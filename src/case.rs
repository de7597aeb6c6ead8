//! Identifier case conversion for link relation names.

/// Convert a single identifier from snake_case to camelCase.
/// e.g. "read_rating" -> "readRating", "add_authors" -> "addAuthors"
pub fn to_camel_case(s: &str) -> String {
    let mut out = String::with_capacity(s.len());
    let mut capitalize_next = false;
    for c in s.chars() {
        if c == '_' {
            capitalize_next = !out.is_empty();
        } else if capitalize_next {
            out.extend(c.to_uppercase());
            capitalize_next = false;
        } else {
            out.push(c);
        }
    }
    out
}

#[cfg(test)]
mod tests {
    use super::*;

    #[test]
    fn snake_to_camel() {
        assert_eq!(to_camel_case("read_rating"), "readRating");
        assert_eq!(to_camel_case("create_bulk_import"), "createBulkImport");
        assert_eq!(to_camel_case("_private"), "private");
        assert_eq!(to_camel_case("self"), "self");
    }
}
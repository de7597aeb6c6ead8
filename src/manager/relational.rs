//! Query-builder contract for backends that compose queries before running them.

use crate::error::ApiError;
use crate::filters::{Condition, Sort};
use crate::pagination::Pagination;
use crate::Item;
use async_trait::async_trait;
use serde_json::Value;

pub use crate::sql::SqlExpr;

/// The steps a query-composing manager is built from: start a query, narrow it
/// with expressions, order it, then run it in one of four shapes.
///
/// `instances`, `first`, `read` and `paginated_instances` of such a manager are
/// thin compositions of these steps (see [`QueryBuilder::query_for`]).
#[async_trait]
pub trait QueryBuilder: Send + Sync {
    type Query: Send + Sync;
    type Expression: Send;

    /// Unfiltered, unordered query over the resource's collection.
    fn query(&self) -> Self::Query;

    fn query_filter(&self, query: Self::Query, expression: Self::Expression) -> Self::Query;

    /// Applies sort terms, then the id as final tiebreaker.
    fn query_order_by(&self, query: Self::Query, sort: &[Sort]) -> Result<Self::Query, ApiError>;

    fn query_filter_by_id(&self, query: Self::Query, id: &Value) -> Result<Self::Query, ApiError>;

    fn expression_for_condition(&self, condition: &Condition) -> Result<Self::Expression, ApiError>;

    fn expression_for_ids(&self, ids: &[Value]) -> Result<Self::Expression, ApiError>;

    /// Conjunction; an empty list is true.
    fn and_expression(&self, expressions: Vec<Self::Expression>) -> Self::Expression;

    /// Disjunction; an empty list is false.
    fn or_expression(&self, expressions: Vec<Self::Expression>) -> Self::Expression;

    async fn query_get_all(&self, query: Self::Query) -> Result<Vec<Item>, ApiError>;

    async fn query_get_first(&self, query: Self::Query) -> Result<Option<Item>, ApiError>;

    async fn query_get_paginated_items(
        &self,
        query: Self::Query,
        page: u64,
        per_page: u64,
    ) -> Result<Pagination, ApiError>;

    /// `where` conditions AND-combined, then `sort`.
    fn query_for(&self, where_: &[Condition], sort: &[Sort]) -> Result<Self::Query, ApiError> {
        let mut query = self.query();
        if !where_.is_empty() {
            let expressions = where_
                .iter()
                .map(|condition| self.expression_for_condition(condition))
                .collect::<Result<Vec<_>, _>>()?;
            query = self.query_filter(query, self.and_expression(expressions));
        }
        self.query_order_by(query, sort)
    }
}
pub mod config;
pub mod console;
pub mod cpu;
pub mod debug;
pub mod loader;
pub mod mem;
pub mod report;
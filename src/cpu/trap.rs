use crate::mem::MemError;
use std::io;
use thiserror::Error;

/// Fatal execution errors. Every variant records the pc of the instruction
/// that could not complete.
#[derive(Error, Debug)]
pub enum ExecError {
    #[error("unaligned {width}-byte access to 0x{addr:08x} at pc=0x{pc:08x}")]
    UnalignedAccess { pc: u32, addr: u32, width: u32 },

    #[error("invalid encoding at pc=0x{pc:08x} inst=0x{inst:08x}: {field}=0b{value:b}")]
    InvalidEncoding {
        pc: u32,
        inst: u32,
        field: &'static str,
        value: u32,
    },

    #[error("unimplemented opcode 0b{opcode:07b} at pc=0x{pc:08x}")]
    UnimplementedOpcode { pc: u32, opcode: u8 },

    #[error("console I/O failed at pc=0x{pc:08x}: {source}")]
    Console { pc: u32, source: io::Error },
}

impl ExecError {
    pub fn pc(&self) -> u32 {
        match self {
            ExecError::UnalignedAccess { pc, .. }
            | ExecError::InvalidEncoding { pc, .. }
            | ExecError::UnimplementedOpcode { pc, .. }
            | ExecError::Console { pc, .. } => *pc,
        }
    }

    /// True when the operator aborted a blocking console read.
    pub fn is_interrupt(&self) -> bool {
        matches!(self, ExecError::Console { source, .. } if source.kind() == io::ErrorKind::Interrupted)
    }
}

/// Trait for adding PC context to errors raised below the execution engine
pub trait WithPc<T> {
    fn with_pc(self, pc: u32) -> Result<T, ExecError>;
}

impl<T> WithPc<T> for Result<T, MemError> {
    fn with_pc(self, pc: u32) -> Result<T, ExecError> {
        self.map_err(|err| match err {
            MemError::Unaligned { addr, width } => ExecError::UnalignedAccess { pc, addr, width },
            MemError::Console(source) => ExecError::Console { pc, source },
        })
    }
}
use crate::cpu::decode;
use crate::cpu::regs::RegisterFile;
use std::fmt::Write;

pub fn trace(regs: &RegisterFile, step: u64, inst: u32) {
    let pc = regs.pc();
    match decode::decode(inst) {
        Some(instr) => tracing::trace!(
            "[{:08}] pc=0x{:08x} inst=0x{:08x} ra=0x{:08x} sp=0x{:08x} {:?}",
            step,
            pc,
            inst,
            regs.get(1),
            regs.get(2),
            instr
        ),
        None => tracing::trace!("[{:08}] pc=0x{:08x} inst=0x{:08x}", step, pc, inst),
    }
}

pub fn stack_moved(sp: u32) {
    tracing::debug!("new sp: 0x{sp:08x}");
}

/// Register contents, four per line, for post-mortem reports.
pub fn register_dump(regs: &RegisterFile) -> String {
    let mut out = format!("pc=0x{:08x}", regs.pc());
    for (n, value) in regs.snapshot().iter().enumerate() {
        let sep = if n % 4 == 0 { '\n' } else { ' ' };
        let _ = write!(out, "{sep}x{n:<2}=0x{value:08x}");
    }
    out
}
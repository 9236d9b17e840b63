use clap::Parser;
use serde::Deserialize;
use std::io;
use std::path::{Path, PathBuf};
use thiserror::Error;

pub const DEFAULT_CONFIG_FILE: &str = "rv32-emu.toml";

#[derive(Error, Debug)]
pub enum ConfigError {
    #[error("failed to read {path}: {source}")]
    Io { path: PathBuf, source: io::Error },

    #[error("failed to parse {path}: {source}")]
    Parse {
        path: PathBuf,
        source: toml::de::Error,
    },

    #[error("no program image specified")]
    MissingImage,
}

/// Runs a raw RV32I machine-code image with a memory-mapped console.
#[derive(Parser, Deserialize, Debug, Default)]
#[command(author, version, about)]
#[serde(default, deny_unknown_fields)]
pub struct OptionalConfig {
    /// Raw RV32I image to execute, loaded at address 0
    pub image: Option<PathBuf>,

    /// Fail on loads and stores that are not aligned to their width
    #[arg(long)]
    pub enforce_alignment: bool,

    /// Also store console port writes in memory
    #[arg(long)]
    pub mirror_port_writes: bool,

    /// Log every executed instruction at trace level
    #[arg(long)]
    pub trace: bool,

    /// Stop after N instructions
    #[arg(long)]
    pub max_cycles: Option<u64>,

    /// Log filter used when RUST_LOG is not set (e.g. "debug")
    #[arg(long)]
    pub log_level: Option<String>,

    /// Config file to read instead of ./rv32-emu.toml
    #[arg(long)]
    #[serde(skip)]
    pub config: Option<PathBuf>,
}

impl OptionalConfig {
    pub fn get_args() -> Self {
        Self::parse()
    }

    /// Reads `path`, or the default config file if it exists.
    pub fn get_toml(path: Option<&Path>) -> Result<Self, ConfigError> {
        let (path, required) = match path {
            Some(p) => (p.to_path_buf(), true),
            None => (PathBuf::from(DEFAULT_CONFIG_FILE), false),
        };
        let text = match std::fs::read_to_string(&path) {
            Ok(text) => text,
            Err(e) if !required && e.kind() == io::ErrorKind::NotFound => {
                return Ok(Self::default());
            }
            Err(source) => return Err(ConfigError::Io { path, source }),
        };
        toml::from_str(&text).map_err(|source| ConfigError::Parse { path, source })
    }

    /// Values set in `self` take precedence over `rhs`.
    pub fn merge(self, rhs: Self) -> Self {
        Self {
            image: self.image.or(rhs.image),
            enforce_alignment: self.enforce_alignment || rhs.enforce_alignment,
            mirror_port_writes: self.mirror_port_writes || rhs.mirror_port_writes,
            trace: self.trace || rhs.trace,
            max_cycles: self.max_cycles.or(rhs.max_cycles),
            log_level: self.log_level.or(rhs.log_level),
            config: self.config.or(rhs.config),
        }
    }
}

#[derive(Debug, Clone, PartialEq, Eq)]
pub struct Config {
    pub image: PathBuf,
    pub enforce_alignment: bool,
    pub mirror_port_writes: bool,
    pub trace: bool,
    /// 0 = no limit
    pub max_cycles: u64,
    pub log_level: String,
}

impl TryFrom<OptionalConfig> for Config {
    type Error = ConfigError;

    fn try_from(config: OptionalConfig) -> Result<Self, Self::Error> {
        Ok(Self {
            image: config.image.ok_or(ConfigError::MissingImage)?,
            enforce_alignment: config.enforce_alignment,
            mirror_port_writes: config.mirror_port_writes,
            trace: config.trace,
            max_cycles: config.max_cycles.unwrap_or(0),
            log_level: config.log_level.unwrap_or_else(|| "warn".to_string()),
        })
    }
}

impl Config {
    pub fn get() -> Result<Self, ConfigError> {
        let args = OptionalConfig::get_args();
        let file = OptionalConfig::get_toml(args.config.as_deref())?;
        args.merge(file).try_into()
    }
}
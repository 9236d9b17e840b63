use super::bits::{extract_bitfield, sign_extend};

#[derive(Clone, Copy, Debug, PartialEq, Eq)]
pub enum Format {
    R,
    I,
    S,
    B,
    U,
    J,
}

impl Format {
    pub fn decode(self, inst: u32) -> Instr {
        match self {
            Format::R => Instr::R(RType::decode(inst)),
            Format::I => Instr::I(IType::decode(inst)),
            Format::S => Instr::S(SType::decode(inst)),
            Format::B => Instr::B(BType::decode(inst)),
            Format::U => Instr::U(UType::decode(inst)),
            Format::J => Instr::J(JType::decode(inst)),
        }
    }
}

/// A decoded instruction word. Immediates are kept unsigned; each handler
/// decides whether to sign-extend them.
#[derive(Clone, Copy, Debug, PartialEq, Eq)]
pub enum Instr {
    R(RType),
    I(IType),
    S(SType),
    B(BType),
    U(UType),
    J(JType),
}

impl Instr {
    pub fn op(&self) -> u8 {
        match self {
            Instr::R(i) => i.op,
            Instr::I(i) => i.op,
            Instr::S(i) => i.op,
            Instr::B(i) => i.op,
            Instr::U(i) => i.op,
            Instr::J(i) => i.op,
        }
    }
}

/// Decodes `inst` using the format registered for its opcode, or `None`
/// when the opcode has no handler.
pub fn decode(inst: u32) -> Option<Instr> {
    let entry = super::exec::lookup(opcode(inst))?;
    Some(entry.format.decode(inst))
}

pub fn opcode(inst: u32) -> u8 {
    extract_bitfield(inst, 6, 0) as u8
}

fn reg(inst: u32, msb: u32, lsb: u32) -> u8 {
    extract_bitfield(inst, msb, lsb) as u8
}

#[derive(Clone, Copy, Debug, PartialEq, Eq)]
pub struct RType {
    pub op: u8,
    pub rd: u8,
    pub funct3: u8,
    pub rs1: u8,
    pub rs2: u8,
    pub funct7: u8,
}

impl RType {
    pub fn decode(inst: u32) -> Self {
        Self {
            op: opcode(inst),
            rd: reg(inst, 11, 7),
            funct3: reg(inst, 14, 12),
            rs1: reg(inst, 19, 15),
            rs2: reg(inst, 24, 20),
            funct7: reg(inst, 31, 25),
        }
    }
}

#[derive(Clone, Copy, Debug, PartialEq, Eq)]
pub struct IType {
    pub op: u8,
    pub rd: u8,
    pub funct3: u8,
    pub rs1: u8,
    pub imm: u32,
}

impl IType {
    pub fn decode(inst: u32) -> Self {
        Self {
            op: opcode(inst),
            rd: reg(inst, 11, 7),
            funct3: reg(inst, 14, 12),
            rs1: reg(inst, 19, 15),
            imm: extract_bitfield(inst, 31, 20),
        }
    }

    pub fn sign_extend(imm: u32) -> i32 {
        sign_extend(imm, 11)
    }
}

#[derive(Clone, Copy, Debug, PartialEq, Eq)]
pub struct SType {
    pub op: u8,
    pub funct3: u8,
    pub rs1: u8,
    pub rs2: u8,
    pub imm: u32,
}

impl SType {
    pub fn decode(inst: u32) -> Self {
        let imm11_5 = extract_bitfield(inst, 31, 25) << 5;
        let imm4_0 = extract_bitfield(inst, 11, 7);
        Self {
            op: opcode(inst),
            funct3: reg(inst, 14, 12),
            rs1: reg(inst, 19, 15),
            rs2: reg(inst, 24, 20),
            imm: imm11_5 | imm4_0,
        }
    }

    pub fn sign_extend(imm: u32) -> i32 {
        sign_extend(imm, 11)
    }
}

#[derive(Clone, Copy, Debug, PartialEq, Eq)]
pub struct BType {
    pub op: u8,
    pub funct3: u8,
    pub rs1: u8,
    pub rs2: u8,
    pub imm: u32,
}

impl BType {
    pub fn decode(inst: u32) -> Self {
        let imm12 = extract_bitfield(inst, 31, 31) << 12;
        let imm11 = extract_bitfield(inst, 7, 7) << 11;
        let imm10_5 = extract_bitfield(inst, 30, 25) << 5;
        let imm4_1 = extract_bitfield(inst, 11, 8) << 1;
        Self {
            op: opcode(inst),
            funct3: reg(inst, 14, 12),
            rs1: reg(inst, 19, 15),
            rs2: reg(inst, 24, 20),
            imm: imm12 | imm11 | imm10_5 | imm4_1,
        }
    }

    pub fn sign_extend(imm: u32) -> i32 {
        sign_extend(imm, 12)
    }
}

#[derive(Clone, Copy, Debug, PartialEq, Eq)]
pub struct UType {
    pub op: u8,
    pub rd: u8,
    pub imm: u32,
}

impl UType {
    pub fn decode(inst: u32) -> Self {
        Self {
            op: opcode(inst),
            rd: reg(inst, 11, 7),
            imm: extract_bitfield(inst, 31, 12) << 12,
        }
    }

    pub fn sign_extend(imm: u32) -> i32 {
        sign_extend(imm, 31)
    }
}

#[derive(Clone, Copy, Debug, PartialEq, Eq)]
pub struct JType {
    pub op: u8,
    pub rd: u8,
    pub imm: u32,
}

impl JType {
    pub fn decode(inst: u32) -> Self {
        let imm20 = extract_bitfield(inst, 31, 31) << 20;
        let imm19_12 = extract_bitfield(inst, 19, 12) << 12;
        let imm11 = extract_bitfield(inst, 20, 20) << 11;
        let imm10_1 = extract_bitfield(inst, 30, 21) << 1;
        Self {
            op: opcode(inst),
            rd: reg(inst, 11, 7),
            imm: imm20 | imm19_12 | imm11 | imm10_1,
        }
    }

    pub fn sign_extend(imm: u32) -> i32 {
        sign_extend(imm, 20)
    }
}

==*==

• _TRY IT_
Scan the lines above for "fn query_filter_by_id(&self, query: Self::Query, id: &Value)" and for "fn expression_for_condition(&self, condition: &Condition)". Repeat exactly the line holding each of them and every line in between.

• _RESULT FOR THIS EXERCISE_
    fn query_filter_by_id(&self, query: Self::Query, id: &Value) -> Result<Self::Query, ApiError>;

    fn expression_for_condition(&self, condition: &Condition) -> Result<Self::Expression, ApiError>;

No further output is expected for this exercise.